OK, a debacle with a hope for mitigation. Fair enough?

15 people like this
Posted by rita vrhel
a resident of Crescent Park
on Dec 7, 2017 at 8:24 pm

I support the history Museum and feel it would be a great addition to our community especially if housed in the historic Roth building. I shudder to think a writer actually wants to tear the building down; yikes.

Over 600 families have made donations; more are needed. The plans are drawn and the building is zoned PF-public facility. Additional time, i.e. the 1-year extension on the lease option seems very reasonable.

Please remember, as discussed at City Council on 12/4, it took the Junior Museum and Zoo much longer to raise the necessary funds to move forward.

I do not know why the 1-year lease option extension was taken off the 12/4 City Council Consent Calendar and made into an agenda item? Seems like the City Council has many more important items to discuss.

Please attend the 12/11 CC meeting and support the History Museum with your attendance and money. Thank you

2 people like this
Posted by Mr.Day
a resident of Charleston Gardens
on Dec 8, 2017 at 8:04 am

I think the old Radio building in the wetlands would be a cool sight for the museum too.

4 people like this
Posted by m2grs
a resident of Midtown
on Dec 8, 2017 at 11:31 pm

@rita vrhel, there is a big difference between the zoo museum and history museum.

The Museum & Zoo attracts far more visitors. You have school trips during weekdays. Weekends had always been very busy. Kids running around. Parents mingle. From donor's point of view it is a good use of his or her money. The money has impact.

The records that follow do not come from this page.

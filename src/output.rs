//! Output of gene groups.
//!
//! In normal mode each gene's group is appended to `<gene>.fasta` in the
//! output directory, one `>species` / `sequence` record per species.
//! Files are never truncated, so successive alignment files (and
//! successive runs) accumulate in the same gene files.
//!
//! In debug mode the groups are printed instead and nothing is written.

use std::fs::{self, OpenOptions};
use std::io::{self, BufWriter, Write};
use std::path::{Path, PathBuf};

use anyhow::{Context, Result};
use log::{debug, info};

use crate::aggregate::aggregate;
use crate::formats::read_species;
use crate::model::{ExtractedGene, GeneGroups, GeneRange};

/// Extension of the per-gene output files.
pub const GENE_FILE_EXTENSION: &str = "fasta";

/// Run-wide settings, passed explicitly to the writers.
#[derive(Debug, Clone, PartialEq, Eq)]
pub struct RunConfig {
    /// Append groups to gene files (otherwise print them)
    pub write_output: bool,
    /// Trace extraction details
    pub verbose: bool,
    /// Directory holding the gene files
    pub output_dir: PathBuf,
}

impl Default for RunConfig {
    fn default() -> Self {
        Self {
            write_output: true,
            verbose: false,
            output_dir: PathBuf::from("."),
        }
    }
}

impl RunConfig {
    /// Debug mode: print instead of writing, and trace everything.
    pub fn debug() -> Self {
        Self {
            write_output: false,
            verbose: true,
            ..Self::default()
        }
    }

    /// Path of the output file for `gene`.
    pub fn gene_path(&self, gene: &str) -> PathBuf {
        self.output_dir
            .join(format!("{}.{}", gene, GENE_FILE_EXTENSION))
    }
}

/// Writes records in two-line FASTA form.
fn write_records<W: Write>(out: &mut W, records: &[ExtractedGene]) -> io::Result<()> {
    for record in records {
        writeln!(out, ">{}", record.name)?;
        writeln!(out, "{}", record.sequence)?;
    }
    Ok(())
}

/// Appends one gene's group to its file, creating the file if needed.
///
/// The file is opened even for an empty group so that it exists after
/// the run.
pub fn append_gene_file(path: &Path, records: &[ExtractedGene]) -> Result<()> {
    let file = OpenOptions::new()
        .create(true)
        .append(true)
        .open(path)
        .with_context(|| format!("Failed to open gene file {}", path.display()))?;

    let mut writer = BufWriter::new(file);
    write_records(&mut writer, records)
        .and_then(|_| writer.flush())
        .with_context(|| format!("Failed to write gene file {}", path.display()))?;
    Ok(())
}

/// Appends every group to its gene file.
pub fn write_groups(groups: &GeneGroups, config: &RunConfig) -> Result<()> {
    fs::create_dir_all(&config.output_dir).with_context(|| {
        format!(
            "Failed to create output directory {}",
            config.output_dir.display()
        )
    })?;

    for (gene, records) in groups.iter() {
        let path = config.gene_path(gene);
        debug!("appending {} species to {}", records.len(), path.display());
        append_gene_file(&path, records)?;
    }
    Ok(())
}

/// Prints every group, empty ones included.
pub fn print_groups<W: Write>(out: &mut W, groups: &GeneGroups) -> io::Result<()> {
    for (gene, records) in groups.iter() {
        writeln!(out)?;
        writeln!(out, "-------------------")?;
        writeln!(out, "gene {}", gene)?;
        write_records(out, records)?;
    }
    Ok(())
}

/// Hands the groups to the writer or the printer, never both.
pub fn emit_groups(groups: &GeneGroups, config: &RunConfig) -> Result<()> {
    if config.write_output {
        write_groups(groups, config)
    } else {
        let stdout = io::stdout();
        let mut handle = stdout.lock();
        print_groups(&mut handle, groups).context("Failed to print gene groups")
    }
}

/// Reads one alignment file, regroups its species by gene and emits the
/// groups. Groups are not carried over to the next file.
pub fn process_alignment_file<P: AsRef<Path>>(
    path: P,
    genes: &[GeneRange],
    config: &RunConfig,
) -> Result<GeneGroups> {
    let path = path.as_ref();
    debug!("reading species in file: {}", path.display());
    let species = read_species(path)?;

    let groups = aggregate(&species, genes);
    emit_groups(&groups, config)?;

    info!(
        "{}: {} species, {} gene records across {} genes",
        path.display(),
        species.len(),
        groups.record_count(),
        groups.gene_count()
    );
    Ok(groups)
}
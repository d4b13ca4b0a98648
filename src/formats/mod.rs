//! Input file readers.
//!
//! Two line-oriented formats are read:
//! - the gene index (`charset NAME = START - END ;` lines)
//! - single-line FASTA alignments (`>name` / `sequence` pairs)
//!
//! Both readers are fail-fast: the first malformed line aborts the run.

pub mod charset;
pub mod fasta;

use std::fs::File;
use std::io::BufReader;
use std::path::{Path, PathBuf};

use thiserror::Error;

use crate::model::{GeneRange, SpeciesSequence};

/// Errors that can occur while reading an input file.
#[derive(Error, Debug)]
pub enum ParseError {
    #[error("Failed to open file '{path}'")]
    IoError {
        path: PathBuf,
        #[source]
        source: std::io::Error,
    },

    #[error("Invalid gene index '{path}'")]
    CharsetError {
        path: PathBuf,
        #[source]
        source: charset::CharsetError,
    },

    #[error("Invalid alignment '{path}'")]
    FastaError {
        path: PathBuf,
        #[source]
        source: fasta::FastaError,
    },
}

/// Result type for reading operations.
pub type ParseResult<T> = Result<T, ParseError>;

fn open<P: AsRef<Path>>(path: P) -> ParseResult<BufReader<File>> {
    let file = File::open(&path).map_err(|source| ParseError::IoError {
        path: path.as_ref().to_path_buf(),
        source,
    })?;
    Ok(BufReader::new(file))
}

/// Reads the gene index file, returning gene ranges in file order.
pub fn read_gene_ranges<P: AsRef<Path>>(path: P) -> ParseResult<Vec<GeneRange>> {
    let reader = open(&path)?;
    charset::parse_charsets(reader).map_err(|source| ParseError::CharsetError {
        path: path.as_ref().to_path_buf(),
        source,
    })
}

/// Reads an alignment file, returning species in file order.
pub fn read_species<P: AsRef<Path>>(path: P) -> ParseResult<Vec<SpeciesSequence>> {
    let reader = open(&path)?;
    fasta::parse_fasta(reader).map_err(|source| ParseError::FastaError {
        path: path.as_ref().to_path_buf(),
        source,
    })
}
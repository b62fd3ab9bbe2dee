use thiserror::Error;

use crate::node::NodeError;

/// Errors returned by the channel registry, the fee policy manager and the
/// unit converter.
///
/// Every failure is returned as a typed result.  None of these are fatal to the
/// process, and the stores keep their prior state when one is returned.
#[derive(Debug, Clone, PartialEq, Error)]
pub enum Error {
    /// The channel list or the alias table could not be fetched.
    /// The previous snapshot is still served.
    #[error("channel sync failed: {0}")]
    Sync(NodeError),
    /// No channel with this channel point in the current snapshot
    #[error("channel not found: {0}")]
    ChannelNotFound(String),
    /// The channel point could not be parsed into an outpoint.
    /// Raised before any request reaches the node.
    #[error("invalid channel reference: {0}")]
    InvalidChannelReference(String),
    /// The node rejected or could not execute a close
    #[error("channel close failed: {0}")]
    CloseFailed(String),
    /// A fee value was missing, negative or not a number
    #[error("invalid fee value: {0}")]
    InvalidFeeValue(String),
    /// A mutation for this channel point is already in flight
    #[error("submission already in progress for {0}")]
    SubmissionInProgress(String),
    /// The node rejected a fee policy update
    #[error("fee update failed: {0}")]
    FeeSubmissionFailed(String),
    /// An amount typed in the current display unit could not be converted
    #[error("invalid amount: {0}")]
    InvalidAmount(String),
    /// A close intent was driven through a transition it does not allow
    #[error("invalid close transition: {0}")]
    InvalidTransition(String),
}

impl Error {
    /// Whether the caller can simply try again later.
    ///
    /// A guard rejection or a sync failure is not a real failure of the request.
    pub fn is_retryable(&self) -> bool {
        matches!(self, Error::Sync(_) | Error::SubmissionInProgress(_))
    }
}

#[cfg(test)]
mod tests {
    use super::*;

    #[test]
    fn display_test() {
        assert_eq!(
            Error::InvalidChannelReference("abcd1234".to_string()).to_string(),
            "invalid channel reference: abcd1234"
        );
        assert_eq!(
            Error::Sync(NodeError::Transport("connection refused".to_string())).to_string(),
            "channel sync failed: transport: connection refused"
        );
        assert_eq!(
            Error::SubmissionInProgress("abcd:1".to_string()).to_string(),
            "submission already in progress for abcd:1"
        );
    }

    #[test]
    fn retryable_test() {
        assert!(Error::SubmissionInProgress("a:0".to_string()).is_retryable());
        assert!(Error::Sync(NodeError::Rejected("busy".to_string())).is_retryable());
        assert!(!Error::CloseFailed("no".to_string()).is_retryable());
        assert!(!Error::InvalidFeeValue("-1".to_string()).is_retryable());
    }
}
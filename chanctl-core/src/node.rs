//! The node-communication collaborator.
//!
//! Everything the core knows about the remote node goes through [`NodeClient`].
//! The transport behind it (REST, gRPC, an in-process node) is not our concern,
//! only the request/response shape of each call.

use std::collections::HashMap;

use async_trait::async_trait;
use thiserror::Error;

use crate::model::{Channel, NodeFeePolicy};

/// A failed node call
#[derive(Debug, Clone, PartialEq, Eq, Error)]
pub enum NodeError {
    /// The request did not get a usable answer (connection, timeout, decode)
    #[error("transport: {0}")]
    Transport(String),
    /// The node answered and refused the request
    #[error("{0}")]
    Rejected(String),
}

impl NodeError {
    /// The message to surface to the user
    pub fn message(&self) -> &str {
        match self {
            NodeError::Transport(s) => s,
            NodeError::Rejected(s) => s,
        }
    }
}

/// Request/response access to a Lightning node
#[async_trait]
pub trait NodeClient: Send + Sync {
    /// All channels the node knows about, including ones pending confirmation
    async fn list_channels(&self) -> Result<Vec<Channel>, NodeError>;

    /// Remote node pubkey to alias
    async fn list_peer_aliases(&self) -> Result<HashMap<String, String>, NodeError>;

    /// Close a confirmed channel by its short channel id
    async fn close_channel_by_id(&self, channel_id: u64) -> Result<(), NodeError>;

    /// Close a channel by its funding outpoint
    async fn close_channel_by_outpoint(
        &self,
        funding_txid: &str,
        output_index: u32,
    ) -> Result<(), NodeError>;

    /// The fee policy this node applies to a channel, `None` if the node has no
    /// explicit record for it
    async fn get_fee_policy(&self, channel_point: &str)
        -> Result<Option<NodeFeePolicy>, NodeError>;

    /// Replace the fee policy of a channel
    async fn set_fee_policy(
        &self,
        channel_point: &str,
        base_fee_msat: u64,
        fee_rate: f64,
    ) -> Result<(), NodeError>;
}
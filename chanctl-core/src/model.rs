use core::fmt;

use serde::{Deserialize, Serialize};

use crate::error::Error;

/// A payment channel with a remote peer, as last reported by the node.
///
/// Channels are replaced wholesale on every registry sync.  All amounts are in
/// satoshis.
#[derive(Clone, Debug, Default, PartialEq, Eq, Serialize, Deserialize)]
#[serde(default)]
pub struct Channel {
    /// Funding outpoint as `txid:vout`
    pub channel_point: String,
    /// Short channel id, only assigned once the funding is confirmed
    pub channel_id: Option<u64>,
    pub remote_pubkey: String,
    /// Alias reported with the channel, may be overridden by the peer alias table
    pub alias: Option<String>,
    pub local_balance: u64,
    pub remote_balance: u64,
    pub unsettled_balance: u64,
    pub capacity: u64,
    pub is_active: bool,
    pub is_private: bool,
    pub commit_weight: u64,
    pub commit_fee: u64,
    pub csv_delay: u32,
    pub fee_per_kw: u64,
    pub total_satoshis_sent: u64,
    pub total_satoshis_received: u64,
}

impl Channel {
    /// A channel without a short channel id has not been confirmed yet
    pub fn is_pending(&self) -> bool {
        self.channel_id.is_none()
    }

    /// Check the soft invariant `local + remote + unsettled <= capacity`.
    ///
    /// Returns an observation when it does not hold.
    pub fn balance_observation(&self) -> Option<BalanceObservation> {
        let total = self
            .local_balance
            .checked_add(self.remote_balance)
            .and_then(|t| t.checked_add(self.unsettled_balance));
        match total {
            Some(t) if t <= self.capacity => None,
            _ => Some(BalanceObservation {
                channel_point: self.channel_point.clone(),
                total,
                capacity: self.capacity,
            }),
        }
    }
}

/// A channel whose balances add up to more than its capacity.
///
/// This is a data quality note about what the node reported, not an error.
#[derive(Clone, Debug, PartialEq, Eq)]
pub struct BalanceObservation {
    pub channel_point: String,
    /// `None` if the sum overflowed
    pub total: Option<u64>,
    pub capacity: u64,
}

impl fmt::Display for BalanceObservation {
    fn fmt(&self, f: &mut fmt::Formatter) -> fmt::Result {
        match self.total {
            Some(total) => write!(
                f,
                "{}: balances sum to {} but capacity is {}",
                self.channel_point, total, self.capacity
            ),
            None => write!(
                f,
                "{}: balances overflow, capacity is {}",
                self.channel_point, self.capacity
            ),
        }
    }
}

/// How a close request addresses the channel
#[derive(Clone, Debug, PartialEq, Eq)]
pub enum CloseTarget {
    /// A confirmed channel, by short channel id
    ById(u64),
    /// A channel still pending confirmation, by funding outpoint
    ByOutpoint { funding_txid: String, output_index: u32 },
}

impl CloseTarget {
    /// Choose the close path from the shape of the channel data.
    ///
    /// A channel id always wins.  Otherwise the channel point must parse.
    pub fn for_channel(channel: &Channel) -> Result<CloseTarget, Error> {
        if let Some(id) = channel.channel_id {
            return Ok(CloseTarget::ById(id));
        }
        let (funding_txid, output_index) = parse_channel_point(&channel.channel_point)?;
        Ok(CloseTarget::ByOutpoint { funding_txid, output_index })
    }
}

impl fmt::Display for CloseTarget {
    fn fmt(&self, f: &mut fmt::Formatter) -> fmt::Result {
        match self {
            CloseTarget::ById(id) => write!(f, "id {}", id),
            CloseTarget::ByOutpoint { funding_txid, output_index } => {
                write!(f, "outpoint {}:{}", funding_txid, output_index)
            }
        }
    }
}

/// Split a `txid:vout` channel point into its funding txid and output index
pub fn parse_channel_point(channel_point: &str) -> Result<(String, u32), Error> {
    let invalid = |why: &str| {
        Error::InvalidChannelReference(format!("{} in channel point {:?}", why, channel_point))
    };
    let (txid, index) = channel_point.split_once(':').ok_or_else(|| invalid("missing separator"))?;
    if txid.is_empty() {
        return Err(invalid("empty funding txid"));
    }
    // u32::from_str would also take a leading '+'
    if index.is_empty() || !index.bytes().all(|b| b.is_ascii_digit()) {
        return Err(invalid("non-numeric output index"));
    }
    let output_index = index.parse::<u32>().map_err(|_| invalid("output index out of range"))?;
    Ok((txid.to_string(), output_index))
}

/// Where the presentation layer should go after a successful close
#[derive(Clone, Copy, Debug, PartialEq, Eq)]
pub enum NavigationHint {
    ReturnToWallet,
}

/// Fee policy as reported by the node
#[derive(Clone, Copy, Debug, Default, PartialEq, Serialize, Deserialize)]
pub struct NodeFeePolicy {
    pub base_fee_msat: u64,
    /// Proportional fee as a ratio, e.g. 0.000001 for 1 ppm
    pub fee_rate: f64,
}

/// Submission state of a channel's fee policy
#[derive(Clone, Copy, Debug, PartialEq, Eq)]
pub enum FeeStatus {
    Idle,
    Pending,
    Succeeded,
    Failed,
}

/// The fee schedule this node applies to one channel
#[derive(Clone, Debug, PartialEq)]
pub struct FeePolicy {
    pub base_fee_msat: u64,
    /// Stored as a ratio, see [`FeePolicy::fee_rate_ppm`] for display
    pub fee_rate: f64,
    pub status: FeeStatus,
    /// Only set while `status` is `Failed`
    pub last_error: Option<String>,
}

impl Default for FeePolicy {
    fn default() -> Self {
        FeePolicy { base_fee_msat: 0, fee_rate: 0.0, status: FeeStatus::Idle, last_error: None }
    }
}

impl FeePolicy {
    /// Fee rate in parts per million, rounded to 3 decimals to hide float noise
    pub fn fee_rate_ppm(&self) -> f64 {
        (self.fee_rate * 1_000_000_000.0).round() / 1000.0
    }

    pub fn is_pending(&self) -> bool {
        self.status == FeeStatus::Pending
    }
}
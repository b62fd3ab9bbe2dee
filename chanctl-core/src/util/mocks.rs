//! A scriptable in-memory node for tests.

use std::collections::HashMap;
use std::sync::{Arc, Mutex};

use async_trait::async_trait;
use tokio::sync::Notify;

use crate::model::{Channel, NodeFeePolicy};
use crate::node::{NodeClient, NodeError};

/// A node call, as recorded by [`MockNode`]
#[derive(Clone, Debug, PartialEq)]
pub enum NodeCall {
    ListChannels,
    ListPeerAliases,
    CloseById(u64),
    CloseByOutpoint(String, u32),
    GetFeePolicy(String),
    SetFeePolicy(String, u64, f64),
}

/// Holds one node call in flight until released.
///
/// `entered` resolves once the call has reached the node, which lets a test
/// act while the request is outstanding.
#[derive(Clone, Default)]
pub struct Gate {
    entered: Arc<Notify>,
    release: Arc<Notify>,
}

impl Gate {
    /// Wait until the held call has reached the node
    pub async fn entered(&self) {
        self.entered.notified().await
    }

    /// Let the held call answer
    pub fn release(&self) {
        self.release.notify_one()
    }

    async fn pass(&self) {
        self.entered.notify_one();
        self.release.notified().await
    }
}

#[derive(Default)]
struct State {
    channels: Vec<Channel>,
    aliases: HashMap<String, String>,
    policies: HashMap<String, NodeFeePolicy>,
    calls: Vec<NodeCall>,
    list_error: Option<NodeError>,
    close_error: Option<NodeError>,
    fee_error: Option<NodeError>,
    list_gate: Option<Gate>,
    alias_gate: Option<Gate>,
    fetch_gate: Option<Gate>,
    close_gate: Option<Gate>,
    fee_gate: Option<Gate>,
}

/// In-memory [`NodeClient`] with call recording and failure injection.
///
/// A successful close removes the channel from the node's list.
#[derive(Default)]
pub struct MockNode {
    state: Mutex<State>,
}

impl MockNode {
    pub fn new(channels: Vec<Channel>) -> Self {
        let node = MockNode::default();
        node.set_channels(channels);
        node
    }

    pub fn set_channels(&self, channels: Vec<Channel>) {
        self.state.lock().unwrap().channels = channels;
    }

    pub fn add_alias(&self, pubkey: &str, alias: &str) {
        self.state.lock().unwrap().aliases.insert(pubkey.to_string(), alias.to_string());
    }

    pub fn set_policy(&self, channel_point: &str, base_fee_msat: u64, fee_rate: f64) {
        self.state
            .lock()
            .unwrap()
            .policies
            .insert(channel_point.to_string(), NodeFeePolicy { base_fee_msat, fee_rate });
    }

    pub fn policy(&self, channel_point: &str) -> Option<NodeFeePolicy> {
        self.state.lock().unwrap().policies.get(channel_point).copied()
    }

    /// Fail every list call until cleared with `None`
    pub fn fail_list(&self, error: Option<NodeError>) {
        self.state.lock().unwrap().list_error = error;
    }

    /// Fail every close call until cleared with `None`
    pub fn fail_close(&self, error: Option<NodeError>) {
        self.state.lock().unwrap().close_error = error;
    }

    /// Fail every fee update until cleared with `None`
    pub fn fail_fees(&self, error: Option<NodeError>) {
        self.state.lock().unwrap().fee_error = error;
    }

    /// Hold the next `list_channels` call.  The channel list is captured
    /// before the call is held.
    pub fn hold_list(&self) -> Gate {
        let gate = Gate::default();
        self.state.lock().unwrap().list_gate = Some(gate.clone());
        gate
    }

    /// Hold the next `list_peer_aliases` call.  The alias table is captured
    /// before the call is held.
    pub fn hold_aliases(&self) -> Gate {
        let gate = Gate::default();
        self.state.lock().unwrap().alias_gate = Some(gate.clone());
        gate
    }

    /// Hold the next `get_fee_policy` call.  The policy is captured before the
    /// call is held.
    pub fn hold_fetch(&self) -> Gate {
        let gate = Gate::default();
        self.state.lock().unwrap().fetch_gate = Some(gate.clone());
        gate
    }

    /// Hold the next close call
    pub fn hold_close(&self) -> Gate {
        let gate = Gate::default();
        self.state.lock().unwrap().close_gate = Some(gate.clone());
        gate
    }

    /// Hold the next `set_fee_policy` call
    pub fn hold_fees(&self) -> Gate {
        let gate = Gate::default();
        self.state.lock().unwrap().fee_gate = Some(gate.clone());
        gate
    }

    pub fn calls(&self) -> Vec<NodeCall> {
        self.state.lock().unwrap().calls.clone()
    }

    fn record(&self, call: NodeCall) {
        self.state.lock().unwrap().calls.push(call);
    }

    async fn finish_close(
        &self,
        gate: Option<Gate>,
        matches: impl Fn(&Channel) -> bool,
    ) -> Result<(), NodeError> {
        if let Some(gate) = gate {
            gate.pass().await;
        }
        let mut state = self.state.lock().unwrap();
        if let Some(err) = state.close_error.clone() {
            return Err(err);
        }
        let before = state.channels.len();
        state.channels.retain(|c| !matches(c));
        if state.channels.len() == before {
            return Err(NodeError::Rejected("channel not found".to_string()));
        }
        Ok(())
    }
}

#[async_trait]
impl NodeClient for MockNode {
    async fn list_channels(&self) -> Result<Vec<Channel>, NodeError> {
        self.record(NodeCall::ListChannels);
        let (channels, error, gate) = {
            let mut state = self.state.lock().unwrap();
            (state.channels.clone(), state.list_error.clone(), state.list_gate.take())
        };
        if let Some(gate) = gate {
            gate.pass().await;
        }
        match error {
            Some(err) => Err(err),
            None => Ok(channels),
        }
    }

    async fn list_peer_aliases(&self) -> Result<HashMap<String, String>, NodeError> {
        self.record(NodeCall::ListPeerAliases);
        let (aliases, error, gate) = {
            let mut state = self.state.lock().unwrap();
            (state.aliases.clone(), state.list_error.clone(), state.alias_gate.take())
        };
        if let Some(gate) = gate {
            gate.pass().await;
        }
        match error {
            Some(err) => Err(err),
            None => Ok(aliases),
        }
    }

    async fn close_channel_by_id(&self, channel_id: u64) -> Result<(), NodeError> {
        self.record(NodeCall::CloseById(channel_id));
        let gate = self.state.lock().unwrap().close_gate.take();
        self.finish_close(gate, |c| c.channel_id == Some(channel_id)).await
    }

    async fn close_channel_by_outpoint(
        &self,
        funding_txid: &str,
        output_index: u32,
    ) -> Result<(), NodeError> {
        self.record(NodeCall::CloseByOutpoint(funding_txid.to_string(), output_index));
        let gate = self.state.lock().unwrap().close_gate.take();
        let channel_point = format!("{}:{}", funding_txid, output_index);
        self.finish_close(gate, |c| c.channel_point == channel_point).await
    }

    async fn get_fee_policy(
        &self,
        channel_point: &str,
    ) -> Result<Option<NodeFeePolicy>, NodeError> {
        self.record(NodeCall::GetFeePolicy(channel_point.to_string()));
        let (policy, gate) = {
            let mut state = self.state.lock().unwrap();
            (state.policies.get(channel_point).copied(), state.fetch_gate.take())
        };
        if let Some(gate) = gate {
            gate.pass().await;
        }
        Ok(policy)
    }

    async fn set_fee_policy(
        &self,
        channel_point: &str,
        base_fee_msat: u64,
        fee_rate: f64,
    ) -> Result<(), NodeError> {
        self.record(NodeCall::SetFeePolicy(channel_point.to_string(), base_fee_msat, fee_rate));
        let gate = self.state.lock().unwrap().fee_gate.take();
        if let Some(gate) = gate {
            gate.pass().await;
        }
        let mut state = self.state.lock().unwrap();
        if let Some(err) = state.fee_error.clone() {
            return Err(err);
        }
        state
            .policies
            .insert(channel_point.to_string(), NodeFeePolicy { base_fee_msat, fee_rate });
        Ok(())
    }
}

/// A channel with plausible balances
pub fn make_test_channel(channel_point: &str, channel_id: Option<u64>) -> Channel {
    Channel {
        channel_point: channel_point.to_string(),
        channel_id,
        remote_pubkey: format!("02{}", "ab".repeat(32)),
        alias: None,
        local_balance: 600_000,
        remote_balance: 390_000,
        unsettled_balance: 0,
        capacity: 1_000_000,
        is_active: channel_id.is_some(),
        is_private: false,
        commit_weight: 724,
        commit_fee: 9_050,
        csv_delay: 144,
        fee_per_kw: 12_500,
        total_satoshis_sent: 0,
        total_satoshis_received: 0,
    }
}
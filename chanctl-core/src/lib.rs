#![crate_name = "chanctl"]
#![forbid(unsafe_code)]

//! Channel state and fee policy management for a Lightning node client.
//!
//! [`ChannelRegistry`] holds a node-derived snapshot of channels and peer
//! aliases and executes close requests.  [`FeePolicyManager`] tracks per-channel
//! fee policies and their in-flight updates.  [`UnitConverter`] renders amounts
//! in the selected denomination.  All node access goes through [`NodeClient`].

pub mod close;
pub mod error;
pub mod fees;
pub mod model;
pub mod node;
pub mod registry;
pub mod sync;
pub mod units;
pub mod util;
pub mod view;

pub use self::close::{CloseIntent, CloseState};
pub use self::error::Error;
pub use self::fees::{FeeEvent, FeeOutcome, FeePolicyManager, FeeUpdate};
pub use self::model::{
    BalanceObservation, Channel, CloseTarget, FeePolicy, FeeStatus, NavigationHint, NodeFeePolicy,
};
pub use self::node::{NodeClient, NodeError};
pub use self::registry::{ChannelRegistry, RegistryEvent, Snapshot};
pub use self::sync::Syncer;
pub use self::units::{DisplayUnit, FiatRate, UnitConverter};
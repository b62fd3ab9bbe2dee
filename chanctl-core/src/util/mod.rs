/// A scriptable node for tests
#[cfg(any(test, feature = "test_utils"))]
pub mod mocks;
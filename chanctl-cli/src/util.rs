use anyhow::{anyhow, Result};
use log::info;
use triggered::{Listener, Trigger};

#[derive(Clone)]
pub struct Shutter {
    pub trigger: Trigger,
    pub signal: Listener,
}

impl Shutter {
    /// There should only be one of these per process
    pub fn new() -> Result<Self> {
        let (trigger, signal) = triggered::trigger();
        let ctrlc_trigger = trigger.clone();
        ctrlc::set_handler(move || {
            info!("got termination signal");
            ctrlc_trigger.trigger();
        })
        .map_err(|e| anyhow!("error setting Ctrl-C handler - do you have more than one? {}", e))?;

        Ok(Self { trigger, signal })
    }
}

A history museum, on the other hand, won't attract nearly as many visitors. The Heritage Museum may have tens of visitors in a typical weekend, based on my observation when I was there. And I have been there three times this year. This is not just Palo Alto. Los Altos History Museum is the same thing. It is right next to the main library. But few people wander into the free museum.

People in general are just not that interested in history, not constantly. They want something fun, exciting and forward-looking. That's why Zoo & Museum is so great for the community. I'm not saying we should not preserve history. It is extremely important. But it's just hard to raise money simply because of the lack of visitors hence lack of social impact.

8 people like this
Posted by Ares
a resident of Another Palo Alto neighborhood
on Dec 9, 2017 at 7:15 am

A great museum coffee shop and gift shop can make the History museum the best thing in town.

Plus a good space for hosting Speaker Programs and some programs for Youth who are past the Zoo age.